Posts Tagged ‘still-life drawing’

The Dramatic Pen at DVSA!


I was at the Dundas Valley School of Art yesterday, joined by a full studio of enthusiastic art students. The title of the workshop, the Dramatic Pen, refers to the use of black and white ink on a toned or tinted paper. This practice goes back a long way. We looked at a book of German drawings and I’m showing a few here from the great Albrecht Dürer.

The paper colour in the German drawings varied from grays to blues, greens, deep reds and exciting purples. The tone of the paper, regardless of colour, acts as a middle tone. The colour of the paper often dramatized and enhanced the subject.

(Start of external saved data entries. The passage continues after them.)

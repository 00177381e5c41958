// wowsdirectory - platform/config.rs
//
// Platform directory resolution and config.toml loading with startup
// validation.
//
// Uses the `directories` crate for XDG (Linux), AppData (Windows),
// Library (macOS) compliance.

use crate::core::server::GameServer;
use crate::util::constants;
use crate::util::error::ConfigError;
use directories::{BaseDirs, ProjectDirs};
use std::collections::BTreeMap;
use std::path::{Path, PathBuf};

/// Resolved platform paths.
#[derive(Debug, Clone)]
pub struct PlatformPaths {
    /// Configuration directory (e.g. ~/.config/wowsdirectory/ or
    /// %APPDATA%\wowsdirectory\config\)
    pub config_dir: PathBuf,

    /// The user's home directory, used to expand per-user default install
    /// patterns. `None` when it cannot be determined.
    pub home_dir: Option<PathBuf>,
}

impl PlatformPaths {
    /// Resolve platform-appropriate paths.
    ///
    /// Falls back to current directory if platform dirs cannot be determined.
    pub fn resolve() -> Self {
        let home_dir = BaseDirs::new().map(|b| b.home_dir().to_path_buf());

        let config_dir = match ProjectDirs::from("", "", constants::APP_ID) {
            Some(proj_dirs) => proj_dirs.config_dir().to_path_buf(),
            None => {
                tracing::warn!("Could not determine platform directories, using current directory");
                PathBuf::from(".")
            }
        };

        tracing::debug!(
            config = %config_dir.display(),
            home = ?home_dir,
            "Platform paths resolved"
        );

        Self {
            config_dir,
            home_dir,
        }
    }

    /// Default location of config.toml.
    pub fn config_file(&self) -> PathBuf {
        self.config_dir.join(constants::CONFIG_FILE_NAME)
    }
}

// =============================================================================
// config.toml loading and validation
// =============================================================================

/// Raw deserialisable shape of config.toml.
///
/// Unknown keys are silently ignored for forward compatibility.
#[derive(Debug, Default, serde::Deserialize)]
#[serde(default)]
pub struct RawConfig {
    /// `[discovery]` section.
    pub discovery: DiscoverySection,
    /// `[overrides]` section: region code -> install path.
    pub overrides: BTreeMap<String, String>,
    /// `[logging]` section.
    pub logging: LoggingSection,
}

/// `[discovery]` config section.
#[derive(Debug, Default, serde::Deserialize)]
#[serde(default)]
pub struct DiscoverySection {
    /// Consult the Windows uninstall registry.
    pub registry: Option<bool>,
    /// Consult Steam libraries.
    pub steam: Option<bool>,
    /// Probe well-known default install paths.
    pub default_paths: Option<bool>,
    /// Extra directories to walk for client installs.
    pub search_roots: Option<Vec<String>>,
    /// Directory depth below each search root.
    pub max_depth: Option<usize>,
    /// Publisher names accepted from uninstall entries.
    pub publishers: Option<Vec<String>>,
}

/// `[logging]` config section.
#[derive(Debug, Default, serde::Deserialize)]
#[serde(default)]
pub struct LoggingSection {
    /// Log level: "error", "warn", "info", "debug", "trace".
    pub level: Option<String>,
}

/// Validated application configuration derived from `config.toml`.
///
/// Invalid values produce actionable warnings and fall back to defaults.
#[derive(Debug, Clone, PartialEq)]
pub struct AppConfig {
    // -- Discovery --
    pub use_registry: bool,
    pub use_steam: bool,
    pub use_default_paths: bool,
    /// Absolute directories walked for `game_info.xml`.
    pub search_roots: Vec<PathBuf>,
    pub max_depth: usize,
    pub publishers: Vec<String>,

    // -- Overrides --
    /// Paths that take priority over every discovery strategy.
    pub overrides: BTreeMap<GameServer, PathBuf>,

    // -- Logging --
    /// Logging level string (for init before tracing is available).
    pub log_level: Option<String>,
}

impl Default for AppConfig {
    fn default() -> Self {
        Self {
            use_registry: true,
            use_steam: true,
            use_default_paths: true,
            search_roots: Vec::new(),
            max_depth: constants::DEFAULT_SEARCH_DEPTH,
            publishers: constants::DEFAULT_PUBLISHERS
                .iter()
                .map(|s| (*s).to_string())
                .collect(),
            overrides: BTreeMap::new(),
            log_level: None,
        }
    }
}

/// Load and validate the config file at `config_path`.
///
/// Returns `AppConfig` with validated values and a list of non-fatal warnings.
/// A missing file yields defaults; it is only worth a warning when the user
/// named the file explicitly (`explicit`), since the platform default path
/// is absent on first run. An unreadable or unparseable file yields defaults
/// with a warning.
///
/// Runs before logging is initialised, so warnings are returned for the
/// caller to log rather than emitted here.
pub fn load_config(config_path: &Path, explicit: bool) -> (AppConfig, Vec<String>) {
    if !config_path.exists() {
        let warnings = if explicit {
            let err = ConfigError::NotFound {
                path: config_path.to_path_buf(),
            };
            vec![format!("{err}. Using defaults.")]
        } else {
            Vec::new()
        };
        return (AppConfig::default(), warnings);
    }

    let content = match std::fs::read_to_string(config_path) {
        Ok(c) => c,
        Err(source) => {
            let err = ConfigError::Read {
                path: config_path.to_path_buf(),
                source,
            };
            return (AppConfig::default(), vec![format!("{err}. Using defaults.")]);
        }
    };

    parse_config(&content, config_path)
}

/// Parse and validate config.toml content. `origin` is used in messages only.
pub fn parse_config(content: &str, origin: &Path) -> (AppConfig, Vec<String>) {
    let raw: RawConfig = match toml::from_str(content) {
        Ok(r) => r,
        Err(source) => {
            let err = ConfigError::Syntax {
                path: origin.to_path_buf(),
                source,
            };
            return (
                AppConfig::default(),
                vec![format!(
                    "{err}. Using defaults. See config.example.toml for the expected format."
                )],
            );
        }
    };

    let mut warnings: Vec<String> = Vec::new();
    let mut config = AppConfig::default();

    // -- Discovery: toggles --
    if let Some(enabled) = raw.discovery.registry {
        config.use_registry = enabled;
    }
    if let Some(enabled) = raw.discovery.steam {
        config.use_steam = enabled;
    }
    if let Some(enabled) = raw.discovery.default_paths {
        config.use_default_paths = enabled;
    }

    // -- Discovery: max_depth --
    if let Some(depth) = raw.discovery.max_depth {
        if depth <= constants::ABSOLUTE_MAX_SEARCH_DEPTH {
            config.max_depth = depth;
        } else {
            warnings.push(
                ConfigError::InvalidValue {
                    key: "discovery.max_depth",
                    value: depth.to_string(),
                    accepted: format!(
                        "0-{}; using default ({})",
                        constants::ABSOLUTE_MAX_SEARCH_DEPTH,
                        constants::DEFAULT_SEARCH_DEPTH
                    ),
                }
                .to_string(),
            );
        }
    }

    // -- Discovery: search_roots --
    if let Some(roots) = raw.discovery.search_roots {
        for root in roots {
            let trimmed = root.trim();
            if trimmed.is_empty() {
                warnings.push("[discovery] search_roots contains an empty entry; skipped.".into());
                continue;
            }
            let path = PathBuf::from(trimmed);
            if !path.is_absolute() {
                warnings.push(format!(
                    "[discovery] search root \"{trimmed}\" is not an absolute path; skipped."
                ));
                continue;
            }
            if config.search_roots.len() == constants::MAX_SEARCH_ROOTS {
                warnings.push(format!(
                    "[discovery] search_roots has more than {} entries; the rest are ignored.",
                    constants::MAX_SEARCH_ROOTS
                ));
                break;
            }
            config.search_roots.push(path);
        }
    }

    // -- Discovery: publishers --
    if let Some(publishers) = raw.discovery.publishers {
        let publishers: Vec<String> = publishers
            .into_iter()
            .map(|p| p.trim().to_string())
            .filter(|p| !p.is_empty())
            .collect();
        if publishers.is_empty() {
            warnings.push(
                "[discovery] publishers is empty. Using the built-in publisher list.".into(),
            );
        } else {
            config.publishers = publishers;
        }
    }

    // -- Overrides --
    for (key, value) in raw.overrides {
        let server = match key.parse::<GameServer>() {
            Ok(s) => s,
            Err(e) => {
                warnings.push(format!("[overrides] {e}; entry ignored."));
                continue;
            }
        };
        let path = PathBuf::from(value.trim());
        if !path.is_absolute() {
            warnings.push(format!(
                "[overrides] {key} = \"{value}\" is not an absolute path; entry ignored."
            ));
            continue;
        }
        config.overrides.insert(server, path);
    }

    // -- Logging: level --
    if let Some(ref level) = raw.logging.level {
        if constants::VALID_LOG_LEVELS.contains(&level.to_lowercase().as_str()) {
            config.log_level = Some(level.to_lowercase());
        } else {
            warnings.push(format!(
                "[logging] level = \"{level}\" is not recognised. \
                 Valid values: {}. Using default ({}).",
                constants::VALID_LOG_LEVELS.join(", "),
                constants::DEFAULT_LOG_LEVEL,
            ));
        }
    }

    (config, warnings)
}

The tools of our trade were fairly simple. Pigment ink pens in black and white were used. The white pen is a Uniball Signo broad. I would have preferred a somewhat finer nib but it was unavailable at our local art supply store. The black pen is a #8 Pilot drawing pen. Our paper is Canson pastel paper, purchased in a pad.

We kicked off with a discussion of basic volumes and principles of light and shadow. This gave us a chance to try out the pens and work on our cross-hatching technique. Note that the white is reserved exclusively for areas of direct light.

Our next project was of a garlic and each student was issued one. The creases in the skin of the garlic helped us decide on line direction. Here are two steps of my demonstration:

The students selected the paper colour of their own choice. They did a great job with their garlics. If you click on any of the critique images, you’ll see a larger version.

Garlic critique a

Garlic critique b

Our final drawing was of a beautiful Henry Moore sculpture. Wait a minute! That sure resembles a dog chew. No offence intended to the great Henry Moore. The organic quality of the dog chew made it a good subject. Have a look at two steps of my demonstration. I added a bit of stippling to this study.

Once the comments about dog chews died down, everyone applied themselves to the task at hand.

I’m offering one more workshop this spring; Introduction to Portraiture in Pen and Ink on Thursday, June 14. Stay tuned!


Pen and Ink Studio at DVSA – Week Seven!



NUTS! The students screamed in unison when I showed them the subject for our pen and ink drawings yesterday at the Dundas Valley School of Art. Well, I’m exaggerating. They always wonder what will emerge from my bag of tricks and they’re forever keen to test their skills.

We covered a lot of ground yesterday. Let’s start with my demonstration. I drew a dish in pencil.

Step one of pen and ink demonstration by Barry Coombs

Next, I added some nuts. Two in the dish and one in front of it. I decided on a light source coming from the upper right. Look at the little study on the bottom right of the sheet. This helped me simplify the light and shadow pattern on my subject.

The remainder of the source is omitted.